++++ DATA EXCERPTS
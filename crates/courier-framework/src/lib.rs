//! # Courier Framework
//!
//! Everything between the HTTP transport and application code:
//!
//! - [`Bot`]: the typed outbound API
//! - Axum-style [`Handler`]s with [`FromContext`] extractors
//! - [`CommandRouter`] and the [`Dispatcher`] routing step
//! - Update sources: the long-polling [`Poller`] and, with the `webhook`
//!   feature, [`Dispatcher::serve_webhook`]
//!
//! ```rust,no_run
//! use std::sync::Arc;
//!
//! use courier_core::ClientConfig;
//! use courier_framework::{Bot, Command, Dispatcher, PollOptions, Poller};
//! use tokio_util::sync::CancellationToken;
//!
//! # async fn run() -> Result<(), Box<dyn std::error::Error>> {
//! let bot = Bot::new(ClientConfig::new("123:abc"))?;
//! let mut dispatcher = Dispatcher::new(bot);
//! dispatcher
//!     .command("echo", "Repeat the arguments", |cmd: Command| async move { cmd.args })
//!     .await?;
//!
//! let poller = Poller::new(Arc::new(dispatcher), PollOptions::default());
//! poller.run_until(CancellationToken::new()).await;
//! # Ok(())
//! # }
//! ```

pub mod bot;
pub mod command;
pub mod context;
pub mod dispatcher;
pub mod error;
pub mod extractor;
pub mod handler;
pub mod poller;
pub mod router;

#[cfg(feature = "webhook")]
pub mod webhook;

pub use bot::Bot;
pub use command::Command;
pub use context::CourierContext;
pub use dispatcher::Dispatcher;
pub use error::{ExtractError, ExtractResult, FrameworkError, FrameworkResult};
pub use extractor::FromContext;
pub use handler::{BoxedHandler, HandleResponse, Handler, into_handler};
pub use poller::{PollCursor, PollOptions, Poller};
pub use router::CommandRouter;

#[cfg(feature = "webhook")]
pub use webhook::WebhookOptions;
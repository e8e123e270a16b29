//! # Courier Transport
//!
//! HTTP plumbing for the courier bot library.
//!
//! ## Features
//!
//! - `http-client` (default): request bodies ([`body`]) and API calls ([`client`]) over `reqwest`
//! - `http-server` (default): the webhook endpoint ([`webhook`]) over `axum`
//! - `full`: everything
//!
//! ## Architecture
//!
//! ```text
//! ┌──────────────────────┐
//! │  courier-framework   │  (Bot, Dispatcher, Poller)
//! ├──────────────────────┤
//! │  courier-transport   │  <- This crate
//! │  BodyBuilder ──▶ HttpTransport ──▶ API
//! │  webhook_router ◀── pushed updates
//! ├──────────────────────┤
//! │  courier-core        │  (Params, Update, errors)
//! └──────────────────────┘
//! ```
//!
//! ## Quick Start
//!
//! ```rust,ignore
//! use courier_core::ClientConfig;
//! use courier_transport::{BodyBuilder, HttpTransport};
//! use reqwest::Method;
//!
//! let transport = HttpTransport::new(ClientConfig::new(token))?;
//! let body = BodyBuilder::auto(&request, Vec::new()).await?;
//! let result = transport.send(Method::POST, "sendMessage", Some(body), None).await?;
//! ```

#[cfg(feature = "http-client")]
pub mod body;

#[cfg(feature = "http-client")]
pub mod client;

#[cfg(feature = "http-server")]
pub mod webhook;

#[cfg(feature = "http-client")]
pub use body::{Attachment, Body, BodyBuilder, BodyMode, Payload, ResolvedPart};

#[cfg(feature = "http-client")]
pub use client::{HttpTransport, RequestMutator};

#[cfg(feature = "http-client")]
pub use reqwest::Method;

#[cfg(feature = "http-server")]
pub use webhook::{SECRET_TOKEN_HEADER, UpdateHandler, WebhookRoute, webhook_router};
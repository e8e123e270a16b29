//! Configuration validation.

use std::net::SocketAddr;

use super::error::{ConfigError, ConfigResult};
use super::schema::{BotConfig, CourierConfig, PollConfig, UpdateMode, WebhookConfig};

/// Longest secret token the service accepts.
const MAX_SECRET_LEN: usize = 256;

/// Validates the entire configuration.
pub fn validate_config(config: &CourierConfig) -> ConfigResult<()> {
    validate_bot_config(&config.bot)?;
    match config.updates.mode {
        UpdateMode::Poll => validate_poll_config(&config.updates.poll, &config.bot),
        UpdateMode::Webhook => validate_webhook_config(&config.updates.webhook),
    }
}

fn validate_bot_config(bot: &BotConfig) -> ConfigResult<()> {
    if bot.token.trim().is_empty() {
        return Err(ConfigError::missing_field("bot.token"));
    }
    validate_url(&bot.api_url)?;
    validate_url(&bot.file_url)?;
    if bot.timeout_secs == 0 {
        return Err(ConfigError::validation("bot.timeout_secs must be greater than 0"));
    }
    Ok(())
}

fn validate_poll_config(poll: &PollConfig, bot: &BotConfig) -> ConfigResult<()> {
    if let Some(limit) = poll.limit {
        validate_range("updates.poll.limit", limit)?;
    }
    if u64::from(poll.timeout_secs) >= bot.timeout_secs {
        return Err(ConfigError::validation(format!(
            "updates.poll.timeout_secs ({}) must be shorter than bot.timeout_secs ({})",
            poll.timeout_secs, bot.timeout_secs
        )));
    }
    Ok(())
}

fn validate_webhook_config(webhook: &WebhookConfig) -> ConfigResult<()> {
    if webhook.url.is_empty() {
        return Err(ConfigError::missing_field("updates.webhook.url"));
    }
    validate_url(&webhook.url)?;

    if webhook.listen.parse::<SocketAddr>().is_err() {
        return Err(ConfigError::validation(format!(
            "updates.webhook.listen must be an address like 0.0.0.0:5000, got '{}'",
            webhook.listen
        )));
    }
    if !webhook.path.starts_with('/') {
        return Err(ConfigError::validation("updates.webhook.path must start with '/'"));
    }
    if let Some(secret) = &webhook.secret_token {
        validate_secret_token(secret)?;
    }
    if let Some(max) = webhook.max_connections {
        validate_range("updates.webhook.max_connections", max)?;
    }
    Ok(())
}

/// Secret tokens are 1-256 characters of `A-Z`, `a-z`, `0-9`, `_` and `-`.
fn validate_secret_token(secret: &str) -> ConfigResult<()> {
    if secret.is_empty() || secret.len() > MAX_SECRET_LEN {
        return Err(ConfigError::validation(format!(
            "updates.webhook.secret_token must be 1-{MAX_SECRET_LEN} characters"
        )));
    }
    if !secret
        .chars()
        .all(|c| c.is_ascii_alphanumeric() || c == '_' || c == '-')
    {
        return Err(ConfigError::validation(
            "updates.webhook.secret_token may only contain A-Z, a-z, 0-9, '_' and '-'",
        ));
    }
    Ok(())
}

fn validate_range(field: &str, value: u32) -> ConfigResult<()> {
    if !(1..=100).contains(&value) {
        return Err(ConfigError::validation(format!(
            "{field} must be between 1 and 100, got {value}"
        )));
    }
    Ok(())
}

fn validate_url(url: &str) -> ConfigResult<()> {
    const SCHEMES: [&str; 2] = ["http://", "https://"];
    if !SCHEMES.iter().any(|s| url.starts_with(s)) {
        return Err(ConfigError::invalid_url(
            url,
            format!("URL must start with one of: {SCHEMES:?}"),
        ));
    }
    Ok(())
}
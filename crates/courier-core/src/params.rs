//! Request parameter encoding.
//!
//! Every request type serializes two ways. The JSON body comes from its
//! `Serialize` impl; the multipart body comes from [`Params::write_fields`],
//! which `#[derive(Params)]` generates from the same serde attributes.
//!
//! Field values are converted by [`FormValue`]:
//!
//! | Rust type | Form entry |
//! |-----------|------------|
//! | `String`, `&str`, numbers, `bool` | text |
//! | [`InputFile`] upload | file part |
//! | [`InputFile`] id / URL | text |
//! | `Option<T>` | the inner value, or nothing |
//! | `Vec<T>`, entity types | text holding the JSON encoding |

use serde::Serialize;

use crate::error::{EncodingError, EncodingResult};
use crate::input_file::InputFile;

// =============================================================================
// Form Fields
// =============================================================================

/// One form entry.
#[derive(Debug, Clone, PartialEq, Eq)]
pub enum FieldValue {
    /// A plain value.
    Text(String),
    /// A file reference. Uploads become binary parts.
    File(InputFile),
}

impl FieldValue {
    /// Returns `true` if this entry must be sent as a binary part.
    pub fn is_upload(&self) -> bool {
        matches!(self, Self::File(file) if file.is_upload())
    }
}

/// Ordered `(name, value)` pairs of a multipart body.
///
/// A file entry always wins over a text entry with the same name: pushing a
/// file replaces the text in place, pushing text over a file is ignored.
/// No name ever appears twice.
#[derive(Debug, Clone, Default, PartialEq, Eq)]
pub struct FormFields {
    entries: Vec<(String, FieldValue)>,
}

impl FormFields {
    /// Creates an empty form.
    pub fn new() -> Self {
        Self::default()
    }

    /// Adds a text entry unless the name is already taken by a file.
    ///
    /// A repeated text entry keeps the first position and takes the new value.
    pub fn push_text(&mut self, name: &str, value: impl Into<String>) {
        match self.position(name) {
            Some(idx) => {
                if let FieldValue::Text(existing) = &mut self.entries[idx].1 {
                    *existing = value.into();
                }
            }
            None => self
                .entries
                .push((name.to_string(), FieldValue::Text(value.into()))),
        }
    }

    /// Adds a file entry, replacing any entry of the same name in place.
    pub fn push_file(&mut self, name: &str, file: InputFile) {
        match self.position(name) {
            Some(idx) => self.entries[idx].1 = FieldValue::File(file),
            None => self.entries.push((name.to_string(), FieldValue::File(file))),
        }
    }

    /// Looks up an entry by name.
    pub fn get(&self, name: &str) -> Option<&FieldValue> {
        self.position(name).map(|idx| &self.entries[idx].1)
    }

    /// Returns `true` if the form contains the named entry.
    pub fn contains(&self, name: &str) -> bool {
        self.position(name).is_some()
    }

    /// Returns `true` if any entry is an upload.
    pub fn has_uploads(&self) -> bool {
        self.entries.iter().any(|(_, value)| value.is_upload())
    }

    /// Number of entries.
    pub fn len(&self) -> usize {
        self.entries.len()
    }

    /// Returns `true` if the form has no entries.
    pub fn is_empty(&self) -> bool {
        self.entries.is_empty()
    }

    /// Iterates over the entries in order.
    pub fn iter(&self) -> impl Iterator<Item = (&str, &FieldValue)> {
        self.entries.iter().map(|(name, value)| (name.as_str(), value))
    }

    fn position(&self, name: &str) -> Option<usize> {
        self.entries.iter().position(|(n, _)| n == name)
    }
}

impl IntoIterator for FormFields {
    type Item = (String, FieldValue);
    type IntoIter = std::vec::IntoIter<(String, FieldValue)>;

    fn into_iter(self) -> Self::IntoIter {
        self.entries.into_iter()
    }
}

// =============================================================================
// Params
// =============================================================================

/// A request type that can be encoded as form fields.
///
/// Usually derived:
///
/// ```rust
/// use courier_core::{FieldValue, Params};
/// use serde::Serialize;
///
/// #[derive(Serialize, Params)]
/// struct Ping {
///     #[serde(rename = "chat_id")]
///     chat: i64,
///     #[serde(skip_serializing_if = "Option::is_none")]
///     note: Option<String>,
/// }
///
/// let form = Ping { chat: 7, note: None }.form_fields().unwrap();
/// assert_eq!(form.get("chat_id"), Some(&FieldValue::Text("7".into())));
/// assert!(!form.contains("note"));
/// ```
pub trait Params: Serialize {
    /// Appends this value's fields to `form` in declaration order.
    fn write_fields(&self, form: &mut FormFields) -> EncodingResult<()>;

    /// Encodes this value into a fresh form.
    fn form_fields(&self) -> EncodingResult<FormFields> {
        let mut form = FormFields::new();
        self.write_fields(&mut form)?;
        Ok(form)
    }
}

impl<P: Params + ?Sized> Params for &P {
    fn write_fields(&self, form: &mut FormFields) -> EncodingResult<()> {
        (**self).write_fields(form)
    }
}

/// A JSON object used as request parameters.
///
/// Top-level strings are sent verbatim, everything else as JSON text.
impl Params for serde_json::Value {
    fn write_fields(&self, form: &mut FormFields) -> EncodingResult<()> {
        match self {
            serde_json::Value::Object(map) => {
                for (name, value) in map {
                    FormValue::write_to(value, name, form)?;
                }
                Ok(())
            }
            serde_json::Value::Null => Ok(()),
            _ => Err(EncodingError::Body(
                "request parameters must be a JSON object".to_string(),
            )),
        }
    }
}

// =============================================================================
// Form Values
// =============================================================================

/// Converts one field value into form entries.
pub trait FormValue {
    /// Writes this value under `name`.
    fn write_to(&self, name: &str, form: &mut FormFields) -> EncodingResult<()>;
}

impl<T: FormValue + ?Sized> FormValue for &T {
    fn write_to(&self, name: &str, form: &mut FormFields) -> EncodingResult<()> {
        (**self).write_to(name, form)
    }
}

impl<T: FormValue + ?Sized> FormValue for Box<T> {
    fn write_to(&self, name: &str, form: &mut FormFields) -> EncodingResult<()> {
        (**self).write_to(name, form)
    }
}

impl FormValue for str {
    fn write_to(&self, name: &str, form: &mut FormFields) -> EncodingResult<()> {
        form.push_text(name, self);
        Ok(())
    }
}

impl FormValue for String {
    fn write_to(&self, name: &str, form: &mut FormFields) -> EncodingResult<()> {
        form.push_text(name, self.as_str());
        Ok(())
    }
}

macro_rules! display_form_value {
    ($($ty:ty),* $(,)?) => {
        $(
            impl FormValue for $ty {
                fn write_to(&self, name: &str, form: &mut FormFields) -> EncodingResult<()> {
                    form.push_text(name, self.to_string());
                    Ok(())
                }
            }
        )*
    };
}

display_form_value!(bool, i8, i16, i32, i64, u8, u16, u32, u64, usize, f32, f64);

impl<T: FormValue> FormValue for Option<T> {
    fn write_to(&self, name: &str, form: &mut FormFields) -> EncodingResult<()> {
        match self {
            Some(value) => value.write_to(name, form),
            None => Ok(()),
        }
    }
}

impl<T: Serialize> FormValue for Vec<T> {
    fn write_to(&self, name: &str, form: &mut FormFields) -> EncodingResult<()> {
        write_json(self, name, form)
    }
}

/// An empty reference writes nothing.
impl FormValue for InputFile {
    fn write_to(&self, name: &str, form: &mut FormFields) -> EncodingResult<()> {
        if self.is_empty() {
            return Ok(());
        }
        match self.as_reference() {
            Some(reference) => form.push_text(name, reference),
            None => form.push_file(name, self.clone()),
        }
        Ok(())
    }
}

impl FormValue for serde_json::Value {
    fn write_to(&self, name: &str, form: &mut FormFields) -> EncodingResult<()> {
        match self {
            serde_json::Value::Null => Ok(()),
            serde_json::Value::String(s) => {
                form.push_text(name, s.as_str());
                Ok(())
            }
            other => write_json(other, name, form),
        }
    }
}

/// Writes `value` as a single text entry holding its JSON encoding.
pub fn write_json<T: Serialize + ?Sized>(
    value: &T,
    name: &str,
    form: &mut FormFields,
) -> EncodingResult<()> {
    let json = serde_json::to_string(value).map_err(|err| EncodingError::json(name, &err))?;
    form.push_text(name, json);
    Ok(())
}

/// Writes `value` through its serde encoding: a string is sent verbatim,
/// anything else as JSON text.
pub fn write_serialized<T: Serialize + ?Sized>(
    value: &T,
    name: &str,
    form: &mut FormFields,
) -> EncodingResult<()> {
    let value = serde_json::to_value(value).map_err(|err| EncodingError::json(name, &err))?;
    FormValue::write_to(&value, name, form)
}

/// Implements [`FormValue`] for unit enums through their serde names.
#[macro_export]
macro_rules! serde_form_value {
    ($($ty:ty),* $(,)?) => {
        $(
            impl $crate::FormValue for $ty {
                fn write_to(
                    &self,
                    name: &str,
                    form: &mut $crate::FormFields,
                ) -> $crate::EncodingResult<()> {
                    $crate::params::write_serialized(self, name, form)
                }
            }
        )*
    };
}

/// Implements [`FormValue`] for entity types that travel as JSON text.
#[macro_export]
macro_rules! json_form_value {
    ($($ty:ty),* $(,)?) => {
        $(
            impl $crate::FormValue for $ty {
                fn write_to(
                    &self,
                    name: &str,
                    form: &mut $crate::FormFields,
                ) -> $crate::EncodingResult<()> {
                    $crate::params::write_json(self, name, form)
                }
            }
        )*
    };
}

// =============================================================================
// Omission Helpers
// =============================================================================

/// Returns `true` for the type's zero value. Use with `skip_serializing_if`.
pub fn is_zero<T: Default + PartialEq>(value: &T) -> bool {
    *value == T::default()
}

/// Returns `true` for `false`. Use with `skip_serializing_if`.
pub fn is_false(value: &bool) -> bool {
    !*value
}
//! Users.

use serde::{Deserialize, Serialize};

use crate::params::is_false;

/// A user or bot.
#[derive(Debug, Clone, Default, PartialEq, Eq, Serialize, Deserialize)]
pub struct User {
    /// Unique identifier.
    pub id: i64,
    /// Whether this user is a bot.
    #[serde(default)]
    pub is_bot: bool,
    /// First name.
    pub first_name: String,
    /// Last name.
    #[serde(default, skip_serializing_if = "Option::is_none")]
    pub last_name: Option<String>,
    /// Username, without the leading `@`.
    #[serde(default, skip_serializing_if = "Option::is_none")]
    pub username: Option<String>,
    /// IETF language tag of the user's client.
    #[serde(default, skip_serializing_if = "Option::is_none")]
    pub language_code: Option<String>,
    /// Bots only: the bot can be invited to groups.
    #[serde(default, skip_serializing_if = "is_false")]
    pub can_join_groups: bool,
    /// Bots only: privacy mode is disabled.
    #[serde(default, skip_serializing_if = "is_false")]
    pub can_read_all_group_messages: bool,
    /// Bots only: the bot supports inline queries.
    #[serde(default, skip_serializing_if = "is_false")]
    pub supports_inline_queries: bool,
}

impl User {
    /// First and last name joined by a space.
    pub fn full_name(&self) -> String {
        match &self.last_name {
            Some(last) => format!("{} {}", self.first_name, last),
            None => self.first_name.clone(),
        }
    }

    /// `@username` if the user has one.
    pub fn mention(&self) -> Option<String> {
        self.username.as_ref().map(|name| format!("@{name}"))
    }
}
++++++++
DIRECTIONS FOR THIS TASK
Check each line in the entries above for the string "Returns", then give the number of matching lines alone.

RESPONSE TO THE EXERCISE
6